Meet the ‘Jew-bano’ Sandwich
With pastrami from Katz’s, a pickle from Pickle Guys and a bialy from Kossar’s, this twist on the cubano is a reflection of its Lower East Side roots. Photograph courtesy of The Comfort.
There’s a new tenant at 399 Grand Street.
The onetime site of Noah’s Ark, the Lower East Side’s last full-service kosher restaurant, is now home to The Comfort diner, which opened in February after a bitter neighborhood dispute over whether another kosher eatery should occupy the space.
The Comfort’s far from kosher. But if neighbors feared a loss of Jewish character, the restaurant’s proving them wrong. In fact, Ira Freehof, the diner’s ebullient owner, launched The Comfort with a specialty sandwich called the Jewbano — an amalgam of foods from legendary Lower East Side purveyors that includes Katz’s pastrami, a Kossar’s Bialys bulka, and a Pickle Guys sour on the side. Turkey, Swiss cheese and mustard top off this treyf-yet-haimish twist on the classic Cubano.
“I was so nervous about the name that I emailed my rabbi,” Freehof told the Forward over steaming coffee on a frigid, snowy afternoon as customers drifted in and out of the warm restaurant. “He said, ‘It’s in good humor — it’s OK.’” Good thing he did — the sandwich is a heaping wonder, the luscious meats playing beautifully off pillowy-crunchy bread.
“A couple of people emailed, ‘Shame on you — it’s anti-Semitic’,” Freehof says. “And I replied, ‘Actually, it’s a celebration’.” In its own way, so is the restaurant, whose menu mashes up diner classics like mac & cheese and burgers with updates like grilled Moroccan fish and a quinoa-kale bowl.
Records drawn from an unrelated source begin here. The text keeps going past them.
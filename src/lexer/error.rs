use thiserror::Error;

#[derive(Debug, Error, Clone, PartialEq, Eq)]
pub enum LexError {
    #[error("Unrecognized token at line {line}: '{remainder}'")]
    UnrecognizedToken { remainder: String, line: usize },
    #[error("Tabs are not supported for indentation at line {line}")]
    TabIndentation { line: usize },
    #[error("Invalid integer literal '{literal}' at line {line}")]
    InvalidIntegerLiteral { literal: String, line: usize },
    #[error("Unterminated string literal at line {line}")]
    UnterminatedString { line: usize },
    #[error("Failed to read source at line {line}: {message}")]
    Input { message: String, line: usize },
}

pub type LexResult<T> = Result<T, LexError>;
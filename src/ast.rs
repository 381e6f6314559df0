//! Syntax tree built by the parser and walked by the interpreter.
//!
//! Nodes own their children exclusively and are never mutated after parsing.
//! Class definitions and instantiations share the parsed [`Class`] through an
//! `Rc`, since the class also owns its methods' bodies.

use std::rc::Rc;

use crate::runtime::class::Class;
use crate::runtime::comparators::Comparator;

#[derive(Debug, Clone, Copy, PartialEq, Eq)]
pub enum BinaryOperator {
    Add,
    Sub,
    Mult,
    Div,
}

impl BinaryOperator {
    pub fn symbol(self) -> &'static str {
        match self {
            Self::Add => "+",
            Self::Sub => "-",
            Self::Mult => "*",
            Self::Div => "/",
        }
    }

    /// Name of the method a class instance on the left side may define to
    /// overload this operator.
    pub fn method_name(self) -> &'static str {
        match self {
            Self::Add => "__add__",
            Self::Sub => "__sub__",
            Self::Mult => "__mult__",
            Self::Div => "__div__",
        }
    }
}

/// A dotted name such as `x` or `self.position.x`.
#[derive(Debug, Clone, PartialEq, Eq)]
pub struct VariableValue {
    pub dotted_ids: Vec<String>,
}

impl VariableValue {
    pub fn new(name: impl Into<String>) -> Self {
        Self {
            dotted_ids: vec![name.into()],
        }
    }

    pub fn dotted(dotted_ids: Vec<String>) -> Self {
        Self { dotted_ids }
    }
}

#[derive(Debug)]
pub enum Statement {
    Assignment {
        name: String,
        value: Box<Statement>,
    },
    FieldAssignment {
        object: VariableValue,
        field: String,
        value: Box<Statement>,
    },
    VariableValue(VariableValue),
    NumericConst(i64),
    StringConst(String),
    BoolConst(bool),
    NoneConst,
    BinaryOp {
        left: Box<Statement>,
        op: BinaryOperator,
        right: Box<Statement>,
    },
    And {
        left: Box<Statement>,
        right: Box<Statement>,
    },
    Or {
        left: Box<Statement>,
        right: Box<Statement>,
    },
    Not(Box<Statement>),
    Comparison {
        comparator: Comparator,
        left: Box<Statement>,
        right: Box<Statement>,
    },
    Compound(Vec<Statement>),
    IfElse {
        condition: Box<Statement>,
        if_body: Box<Statement>,
        else_body: Option<Box<Statement>>,
    },
    Return(Box<Statement>),
    Print(Vec<Statement>),
    MethodCall {
        object: Box<Statement>,
        method: String,
        args: Vec<Statement>,
    },
    NewInstance {
        class: Rc<Class>,
        args: Vec<Statement>,
    },
    Stringify(Box<Statement>),
    ClassDefinition(Rc<Class>),
}

impl Statement {
    pub fn binary(left: Statement, op: BinaryOperator, right: Statement) -> Self {
        Self::BinaryOp {
            left: Box::new(left),
            op,
            right: Box::new(right),
        }
    }

    pub fn variable(name: impl Into<String>) -> Self {
        Self::VariableValue(VariableValue::new(name))
    }

    pub fn assignment(name: impl Into<String>, value: Statement) -> Self {
        Self::Assignment {
            name: name.into(),
            value: Box::new(value),
        }
    }

    /// Nodes whose non-None result ends the enclosing compound statement.
    pub(crate) fn propagates_result(&self) -> bool {
        matches!(
            self,
            Self::Return(_) | Self::IfElse { .. } | Self::Compound(_)
        )
    }
}

#[derive(Debug)]
pub struct Program {
    pub statements: Vec<Statement>,
}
Though The Comfort is only the second restaurant Freehof’s operating, he’s hardly a newbie. Comfort Diner, his first spot, has packed in Midtown-Manhattan crowds for 19 years. For a decade before that, he worked as manager and director of operations for high-profile New York eateries such as Steak Frites, City Crab, Chat ‘n’ Chew, Isabella’s and the Coconut Grill.
Other expansions of Comfort Diner did not survive; a Chelsea location fell victim to redevelopment. But Freehof is sanguine about his downtown prospects.
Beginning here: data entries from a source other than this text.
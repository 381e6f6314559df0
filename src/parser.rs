pub mod error;

use std::collections::HashMap;
use std::io::BufRead;
use std::rc::Rc;

use log::debug;

use crate::ast::{BinaryOperator, Program, Statement, VariableValue};
use crate::lexer::Lexer;
use crate::runtime::class::{Class, Method};
use crate::runtime::comparators::{self, Comparator};
use crate::token::Token;

pub use error::{ParseError, ParseResult};

/// Recursive-descent parser over a pulling [`Lexer`].
///
/// Classes are recorded in `declared_classes` once their whole definition has
/// parsed, so later statements can instantiate or subclass them by name.
pub struct Parser<R> {
    lexer: Lexer<R>,
    declared_classes: HashMap<String, Rc<Class>>,
}

impl<R: BufRead> Parser<R> {
    pub fn new(lexer: Lexer<R>) -> Self {
        Self {
            lexer,
            declared_classes: HashMap::new(),
        }
    }

    pub fn parse_program(mut self) -> ParseResult<Program> {
        let mut statements = Vec::new();
        while *self.current() != Token::Eof {
            statements.push(self.parse_statement()?);
        }
        debug!(
            "parsed {} top-level statements, {} classes",
            statements.len(),
            self.declared_classes.len()
        );
        Ok(Program { statements })
    }

    fn parse_statement(&mut self) -> ParseResult<Statement> {
        match self.current() {
            Token::Class => {
                let line = self.line();
                self.advance()?;
                self.parse_class_definition(line)
            }
            Token::If => self.parse_condition(),
            _ => {
                let statement = self.parse_simple_statement()?;
                self.expect(Token::Newline)?;
                Ok(statement)
            }
        }
    }

    fn parse_simple_statement(&mut self) -> ParseResult<Statement> {
        match self.current() {
            Token::Return => {
                self.advance()?;
                Ok(Statement::Return(Box::new(self.parse_test()?)))
            }
            Token::Print => {
                self.advance()?;
                let args = if *self.current() == Token::Newline {
                    Vec::new()
                } else {
                    self.parse_test_list()?
                };
                Ok(Statement::Print(args))
            }
            _ => self.parse_assignment_or_call(),
        }
    }

    /// `NEWLINE INDENT Statement+ DEDENT`, as a compound statement.
    fn parse_suite(&mut self) -> ParseResult<Statement> {
        self.expect(Token::Newline)?;
        self.expect(Token::Indent)?;
        let mut body = Vec::new();
        while *self.current() != Token::Dedent {
            body.push(self.parse_statement()?);
        }
        self.expect(Token::Dedent)?;
        Ok(Statement::Compound(body))
    }

    fn parse_class_definition(&mut self, line: usize) -> ParseResult<Statement> {
        let name = self.expect_identifier()?;

        let parent = if self.current().is_char('(') {
            self.advance()?;
            let base = self.expect_identifier()?;
            self.expect_char(')')?;
            let parent = self.declared_classes.get(&base).cloned().ok_or_else(|| {
                ParseError::UnknownBaseClass {
                    base,
                    class: name.clone(),
                    line,
                }
            })?;
            Some(parent)
        } else {
            None
        };

        self.expect_char(':')?;
        self.expect(Token::Newline)?;
        self.expect(Token::Indent)?;
        if *self.current() != Token::Def {
            return Err(self.error(&Token::Def.to_string()));
        }
        let methods = self.parse_methods()?;
        self.expect(Token::Dedent)?;

        if self.declared_classes.contains_key(&name) {
            return Err(ParseError::DuplicateClass { name, line });
        }
        debug!(
            "declared class {name} with {} methods{}",
            methods.len(),
            parent
                .as_ref()
                .map(|parent| format!(", parent {}", parent.name()))
                .unwrap_or_default()
        );
        let class = Rc::new(Class::new(name.clone(), methods, parent));
        self.declared_classes.insert(name, class.clone());
        Ok(Statement::ClassDefinition(class))
    }

    fn parse_methods(&mut self) -> ParseResult<Vec<Method>> {
        let mut methods = Vec::new();
        while *self.current() == Token::Def {
            self.advance()?;
            let name = self.expect_identifier()?;
            self.expect_char('(')?;

            let mut formal_params = Vec::new();
            if matches!(self.current(), Token::Identifier(_)) {
                formal_params.push(self.expect_identifier()?);
                while self.current().is_char(',') {
                    self.advance()?;
                    formal_params.push(self.expect_identifier()?);
                }
            }

            self.expect_char(')')?;
            self.expect_char(':')?;
            let body = self.parse_suite()?;
            methods.push(Method {
                name,
                formal_params,
                body,
            });
        }
        Ok(methods)
    }

    fn parse_condition(&mut self) -> ParseResult<Statement> {
        self.expect(Token::If)?;
        let condition = self.parse_test()?;
        self.expect_char(':')?;
        let if_body = self.parse_suite()?;

        let else_body = if *self.current() == Token::Else {
            self.advance()?;
            self.expect_char(':')?;
            Some(Box::new(self.parse_suite()?))
        } else {
            None
        };

        Ok(Statement::IfElse {
            condition: Box::new(condition),
            if_body: Box::new(if_body),
            else_body,
        })
    }

    fn parse_assignment_or_call(&mut self) -> ParseResult<Statement> {
        let line = self.line();
        let (path, last) = self.parse_dotted_ids()?;

        if self.current().is_char('=') {
            self.advance()?;
            let value = Box::new(self.parse_test()?);
            if path.is_empty() {
                Ok(Statement::Assignment { name: last, value })
            } else {
                Ok(Statement::FieldAssignment {
                    object: VariableValue::dotted(path),
                    field: last,
                    value,
                })
            }
        } else if self.current().is_char('(') {
            self.parse_call(path, last, line)
        } else {
            Err(self.error("'=' or '('"))
        }
    }

    /// Parses `Id ('.' Id)*`, splitting off the final segment.
    fn parse_dotted_ids(&mut self) -> ParseResult<(Vec<String>, String)> {
        let mut path = Vec::new();
        let mut last = self.expect_identifier()?;
        while self.current().is_char('.') {
            self.advance()?;
            let next = self.expect_identifier()?;
            path.push(std::mem::replace(&mut last, next));
        }
        Ok((path, last))
    }

    /// Parses the argument list of a call and resolves what is being called.
    ///
    /// A dotted path is a method call on the object it names. A bare name is
    /// either a declared class (instantiation) or the `str` builtin.
    fn parse_call(&mut self, path: Vec<String>, name: String, line: usize) -> ParseResult<Statement> {
        self.expect_char('(')?;
        let args = if self.current().is_char(')') {
            Vec::new()
        } else {
            self.parse_test_list()?
        };
        self.expect_char(')')?;

        if !path.is_empty() {
            return Ok(Statement::MethodCall {
                object: Box::new(Statement::VariableValue(VariableValue::dotted(path))),
                method: name,
                args,
            });
        }
        if let Some(class) = self.declared_classes.get(&name) {
            return Ok(Statement::NewInstance {
                class: class.clone(),
                args,
            });
        }
        if name == "str" {
            return match <[Statement; 1]>::try_from(args) {
                Ok([arg]) => Ok(Statement::Stringify(Box::new(arg))),
                Err(args) => Err(ParseError::StrArity {
                    count: args.len(),
                    line,
                }),
            };
        }
        Err(ParseError::FreeFunction { name, line })
    }

    fn parse_test_list(&mut self) -> ParseResult<Vec<Statement>> {
        let mut items = vec![self.parse_test()?];
        while self.current().is_char(',') {
            self.advance()?;
            items.push(self.parse_test()?);
        }
        Ok(items)
    }

    fn parse_test(&mut self) -> ParseResult<Statement> {
        let mut result = self.parse_and_test()?;
        while *self.current() == Token::Or {
            self.advance()?;
            let right = self.parse_and_test()?;
            result = Statement::Or {
                left: Box::new(result),
                right: Box::new(right),
            };
        }
        Ok(result)
    }

    fn parse_and_test(&mut self) -> ParseResult<Statement> {
        let mut result = self.parse_not_test()?;
        while *self.current() == Token::And {
            self.advance()?;
            let right = self.parse_not_test()?;
            result = Statement::And {
                left: Box::new(result),
                right: Box::new(right),
            };
        }
        Ok(result)
    }

    fn parse_not_test(&mut self) -> ParseResult<Statement> {
        if *self.current() == Token::Not {
            self.advance()?;
            Ok(Statement::Not(Box::new(self.parse_not_test()?)))
        } else {
            self.parse_comparison()
        }
    }

    fn parse_comparison(&mut self) -> ParseResult<Statement> {
        let left = self.parse_expression()?;
        let comparator: Comparator = match self.current() {
            Token::Char('<') => comparators::less,
            Token::Char('>') => comparators::greater,
            Token::Eq => comparators::equal,
            Token::NotEq => comparators::not_equal,
            Token::LessOrEq => comparators::less_or_equal,
            Token::GreaterOrEq => comparators::greater_or_equal,
            _ => return Ok(left),
        };
        self.advance()?;
        let right = self.parse_expression()?;
        Ok(Statement::Comparison {
            comparator,
            left: Box::new(left),
            right: Box::new(right),
        })
    }

    fn parse_expression(&mut self) -> ParseResult<Statement> {
        let mut expr = self.parse_term()?;
        loop {
            let op = match self.current() {
                Token::Char('+') => BinaryOperator::Add,
                Token::Char('-') => BinaryOperator::Sub,
                _ => break,
            };
            self.advance()?;
            let right = self.parse_term()?;
            expr = Statement::binary(expr, op, right);
        }
        Ok(expr)
    }

    fn parse_term(&mut self) -> ParseResult<Statement> {
        let mut expr = self.parse_factor()?;
        loop {
            let op = match self.current() {
                Token::Char('*') => BinaryOperator::Mult,
                Token::Char('/') => BinaryOperator::Div,
                _ => break,
            };
            self.advance()?;
            let right = self.parse_factor()?;
            expr = Statement::binary(expr, op, right);
        }
        Ok(expr)
    }

    fn parse_factor(&mut self) -> ParseResult<Statement> {
        match self.current() {
            Token::Char('(') => {
                self.advance()?;
                let expr = self.parse_test()?;
                self.expect_char(')')?;
                Ok(expr)
            }
            Token::Char('-') => {
                self.advance()?;
                let operand = self.parse_factor()?;
                Ok(Statement::binary(
                    operand,
                    BinaryOperator::Mult,
                    Statement::NumericConst(-1),
                ))
            }
            Token::Number(value) => {
                let value = *value;
                self.advance()?;
                Ok(Statement::NumericConst(value))
            }
            Token::String(value) => {
                let value = value.clone();
                self.advance()?;
                Ok(Statement::StringConst(value))
            }
            Token::True => {
                self.advance()?;
                Ok(Statement::BoolConst(true))
            }
            Token::False => {
                self.advance()?;
                Ok(Statement::BoolConst(false))
            }
            Token::None => {
                self.advance()?;
                Ok(Statement::NoneConst)
            }
            Token::Identifier(_) => {
                let line = self.line();
                let (mut path, last) = self.parse_dotted_ids()?;
                if self.current().is_char('(') {
                    self.parse_call(path, last, line)
                } else {
                    path.push(last);
                    Ok(Statement::VariableValue(VariableValue::dotted(path)))
                }
            }
            _ => Err(self.error("expression")),
        }
    }

    fn current(&self) -> &Token {
        self.lexer.current_token()
    }

    fn line(&self) -> usize {
        self.lexer.line_number()
    }

    fn advance(&mut self) -> ParseResult<()> {
        self.lexer.next_token()?;
        Ok(())
    }

    fn expect(&mut self, expected: Token) -> ParseResult<()> {
        if *self.current() == expected {
            self.advance()
        } else {
            Err(self.error(&expected.to_string()))
        }
    }

    fn expect_char(&mut self, expected: char) -> ParseResult<()> {
        self.expect(Token::Char(expected))
    }

    fn expect_identifier(&mut self) -> ParseResult<String> {
        if let Token::Identifier(name) = self.current() {
            let name = name.clone();
            self.advance()?;
            Ok(name)
        } else {
            Err(self.error("identifier"))
        }
    }

    fn error(&self, expected: &str) -> ParseError {
        ParseError::UnexpectedToken {
            expected: expected.to_string(),
            found: self.current().clone(),
            line: self.line(),
        }
    }
}

pub fn parse_program<R: BufRead>(lexer: Lexer<R>) -> ParseResult<Program> {
    Parser::new(lexer).parse_program()
}

pub fn parse(source: &str) -> ParseResult<Program> {
    parse_program(Lexer::new(source.as_bytes())?)
}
“What I want to offer is a really good bridge from what the Lower East Side has been to what it is now — and what it’s becoming,” he says. “So the lifetime resident upstairs can have a $6 breakfast, and the people who live in the neighborhood can eat and schmooze for $10, and people who work around here can hang out when they leave the office.” Bagels and bialys from Kossar’s — served with a schmear, of course — offer another hat-tip to the ‘hood.
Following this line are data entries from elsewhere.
use log::debug;

use crate::ast::{BinaryOperator, Statement, VariableValue};
use crate::runtime::error::{RuntimeError, RuntimeResult};
use crate::runtime::execution::{Closure, Context};
use crate::runtime::object::ObjectHolder;

impl Statement {
    /// Evaluates this node against `closure`, returning its value.
    ///
    /// Execution never mutates the tree; only the closure and the heap
    /// objects reachable from it change.
    pub fn execute(
        &self,
        closure: &mut Closure,
        context: &mut Context<'_>,
    ) -> RuntimeResult<ObjectHolder> {
        match self {
            Statement::Assignment { name, value } => {
                let value = value.execute(closure, context)?;
                closure.insert(name.clone(), value.clone());
                Ok(value)
            }
            Statement::FieldAssignment {
                object,
                field,
                value,
            } => {
                let target = object.resolve(closure)?;
                let instance =
                    target
                        .as_instance()
                        .ok_or_else(|| RuntimeError::NotAnInstance {
                            object: object.dotted_ids.join("."),
                            type_name: target.type_name().to_string(),
                        })?;
                let value = value.execute(closure, context)?;
                instance.set_field(field, value.clone());
                Ok(value)
            }
            Statement::VariableValue(variable) => variable.resolve(closure),
            Statement::NumericConst(value) => Ok(ObjectHolder::number(*value)),
            Statement::StringConst(value) => Ok(ObjectHolder::string(value.clone())),
            Statement::BoolConst(value) => Ok(ObjectHolder::bool(*value)),
            Statement::NoneConst => Ok(ObjectHolder::none()),
            Statement::BinaryOp { left, op, right } => {
                let left = left.execute(closure, context)?;
                let right = right.execute(closure, context)?;
                eval_binary(*op, left, right, context)
            }
            // Both operands are always evaluated: no short-circuiting.
            Statement::And { left, right } => {
                let left = left.execute(closure, context)?;
                let right = right.execute(closure, context)?;
                Ok(ObjectHolder::bool(left.is_true() && right.is_true()))
            }
            Statement::Or { left, right } => {
                let left = left.execute(closure, context)?;
                let right = right.execute(closure, context)?;
                Ok(ObjectHolder::bool(left.is_true() || right.is_true()))
            }
            Statement::Not(operand) => {
                let operand = operand.execute(closure, context)?;
                Ok(ObjectHolder::bool(!operand.is_true()))
            }
            Statement::Comparison {
                comparator,
                left,
                right,
            } => {
                let left = left.execute(closure, context)?;
                let right = right.execute(closure, context)?;
                Ok(ObjectHolder::bool(comparator(&left, &right)?))
            }
            Statement::Compound(statements) => execute_block(statements, closure, context),
            Statement::IfElse {
                condition,
                if_body,
                else_body,
            } => {
                if condition.execute(closure, context)?.is_true() {
                    if_body.execute(closure, context)
                } else if let Some(else_body) = else_body {
                    else_body.execute(closure, context)
                } else {
                    Ok(ObjectHolder::none())
                }
            }
            Statement::Return(value) => value.execute(closure, context),
            Statement::Print(args) => {
                let mut rendered = Vec::with_capacity(args.len());
                for arg in args {
                    let value = arg.execute(closure, context)?;
                    rendered.push(value.render(context)?);
                }
                context.write_line(&rendered.join(" "))?;
                Ok(ObjectHolder::none())
            }
            Statement::MethodCall {
                object,
                method,
                args,
            } => {
                let receiver = object.execute(closure, context)?;
                if receiver.as_instance().is_none() {
                    return Err(RuntimeError::NotAnInstance {
                        object: describe(object),
                        type_name: receiver.type_name().to_string(),
                    });
                }
                let args = execute_args(args, closure, context)?;
                receiver.call(method, args, context)
            }
            Statement::NewInstance { class, args } => {
                let instance = ObjectHolder::instance(class.clone());
                let args = execute_args(args, closure, context)?;
                instance.call("__init__", args, context)?;
                Ok(instance)
            }
            Statement::Stringify(value) => {
                let value = value.execute(closure, context)?;
                Ok(ObjectHolder::string(value.render(context)?))
            }
            Statement::ClassDefinition(class) => {
                if closure.contains_key(class.name()) {
                    return Err(RuntimeError::ClassRedefinition {
                        name: class.name().to_string(),
                    });
                }
                debug!("defining class {}", class.name());
                let holder = ObjectHolder::class(class.clone());
                closure.insert(class.name().to_string(), holder.clone());
                Ok(holder)
            }
        }
    }
}

/// Runs `statements` in order. A `Return`, `IfElse` or nested `Compound`
/// that yields a non-None value stops the block and becomes its result.
pub(crate) fn execute_block(
    statements: &[Statement],
    closure: &mut Closure,
    context: &mut Context<'_>,
) -> RuntimeResult<ObjectHolder> {
    for statement in statements {
        let result = statement.execute(closure, context)?;
        if statement.propagates_result() && !result.is_none() {
            return Ok(result);
        }
    }
    Ok(ObjectHolder::none())
}

impl VariableValue {
    /// Looks up the first segment in `closure`, then walks instance fields.
    pub(crate) fn resolve(&self, closure: &Closure) -> RuntimeResult<ObjectHolder> {
        let (first, rest) = self
            .dotted_ids
            .split_first()
            .ok_or_else(|| RuntimeError::UnknownVariable {
                name: String::new(),
            })?;
        let mut current = closure
            .get(first)
            .cloned()
            .ok_or_else(|| RuntimeError::UnknownVariable {
                name: first.clone(),
            })?;

        for (depth, field) in rest.iter().enumerate() {
            let path = self.dotted_ids[..=depth].join(".");
            let instance = current
                .as_instance()
                .ok_or_else(|| RuntimeError::NotAnInstance {
                    object: path.clone(),
                    type_name: current.type_name().to_string(),
                })?;
            let next = instance
                .field(field)
                .ok_or_else(|| RuntimeError::UnknownField {
                    object: path,
                    field: field.clone(),
                    type_name: current.type_name().to_string(),
                })?;
            current = next;
        }
        Ok(current)
    }
}

fn execute_args(
    args: &[Statement],
    closure: &mut Closure,
    context: &mut Context<'_>,
) -> RuntimeResult<Vec<ObjectHolder>> {
    args.iter()
        .map(|arg| arg.execute(closure, context))
        .collect()
}

fn eval_binary(
    op: BinaryOperator,
    left: ObjectHolder,
    right: ObjectHolder,
    context: &mut Context<'_>,
) -> RuntimeResult<ObjectHolder> {
    if let (Some(lhs), Some(rhs)) = (left.as_number(), right.as_number()) {
        return eval_numeric(op, lhs, rhs).map(ObjectHolder::number);
    }
    if op == BinaryOperator::Add
        && let (Some(lhs), Some(rhs)) = (left.as_str(), right.as_str())
    {
        return Ok(ObjectHolder::string(format!("{lhs}{rhs}")));
    }
    if let Some(instance) = left.as_instance()
        && instance.has_method(op.method_name(), 1)
    {
        return left.call(op.method_name(), vec![right], context);
    }
    Err(RuntimeError::unsupported(
        op.symbol(),
        left.type_name(),
        right.type_name(),
    ))
}

fn eval_numeric(op: BinaryOperator, lhs: i64, rhs: i64) -> RuntimeResult<i64> {
    let result = match op {
        BinaryOperator::Add => lhs.checked_add(rhs),
        BinaryOperator::Sub => lhs.checked_sub(rhs),
        BinaryOperator::Mult => lhs.checked_mul(rhs),
        BinaryOperator::Div => {
            if rhs == 0 {
                return Err(RuntimeError::DivisionByZero);
            }
            // Rust integer division truncates toward zero.
            lhs.checked_div(rhs)
        }
    };
    result.ok_or(RuntimeError::IntegerOverflow {
        operation: op.symbol(),
    })
}

/// Best-effort source-like name for a receiver expression in error messages.
fn describe(statement: &Statement) -> String {
    match statement {
        Statement::VariableValue(variable) => variable.dotted_ids.join("."),
        _ => "<expression>".to_string(),
    }
}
Freehof claims he was unaware of the controversy around the space when he signed a lease for 399 Grand last March. As the Forward reported at the time, Long Island-based kosher chain Holy Schnitzel had been the presumed frontrunner for the space but lost to Freehof in a vote by the board of the Seward Park Co-Op, which owns the building. Holy Schnitzel’s backers had included heavy-hitters like now-disgraced New York State legislator Sheldon Silver; a petition for a kosher restaurant in the spot also garnered over 1,000 signatures. But Freehof’s pitch for a more inclusive spot won over the co-op.
Freehof gutted the Noah’s Ark space, investing “several hundred thousand dollars” in a retro-modern space with turquoise vinyl booths, artfully tiled floors and a striking iron-red quartzite bar. The investment seems like a canny one, though. With hundreds of thousands of mixed-use square feet set for construction on the site of the Essex Street Market across the street, The Comfort’s location should prove a very lucrative asset through the life of his 15-year lease.
In the meantime, Freehof’s still getting The Comfort warmed up. “We’re going to have outdoor seating. We’ll have a Polar Bear outdoor brunch for charity the first Sunday of every year. We’re just getting started, and we’re going to have fun with this,” he says.
“Food to me means celebratory meals my grandmothers would cook, or that first glass of wine on Passover. It’s what brings people together, and nothing makes me happier,” he says. “I’m not a dentist who thinks it’s fun to own a restaurant. This is what I do.”
Michael Kaminer is a frequent contributor to the Forward.